-- THE RECORDS follows --

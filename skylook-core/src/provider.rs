use async_trait::async_trait;
use std::fmt::Debug;

use crate::{
    WeatherError,
    model::{Coordinates, ForecastReport, GeoMatch, WeatherSnapshot},
};

pub mod openweather;

pub use openweather::OpenWeatherProvider;

/// Raw access to a weather service: geocoding plus weather at coordinates.
///
/// Implementations normalize the service's payloads into the crate's models.
/// Query-level behavior (resolving names, search limits) lives in
/// [`crate::client::WeatherClient`] and [`crate::search`].
#[async_trait]
pub trait WeatherProvider: Send + Sync + Debug {
    /// Candidates for a free-text place name, best match first.
    async fn geocode(&self, query: &str, limit: usize) -> Result<Vec<GeoMatch>, WeatherError>;

    async fn current_at(&self, at: Coordinates) -> Result<WeatherSnapshot, WeatherError>;

    /// Current conditions plus up to `days` daily aggregates.
    async fn forecast_at(
        &self,
        at: Coordinates,
        days: usize,
    ) -> Result<ForecastReport, WeatherError>;
}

-- THE RECORDS concluded --

EXERCISE DETAILS
Taking the records above as input, show every line in which the word "GeoMatch" is present.

SOLUTION TO THIS EXERCISE
    model::{Coordinates, ForecastReport, GeoMatch, WeatherSnapshot},
    async fn geocode(&self, query: &str, limit: usize) -> Result<Vec<GeoMatch>, WeatherError>;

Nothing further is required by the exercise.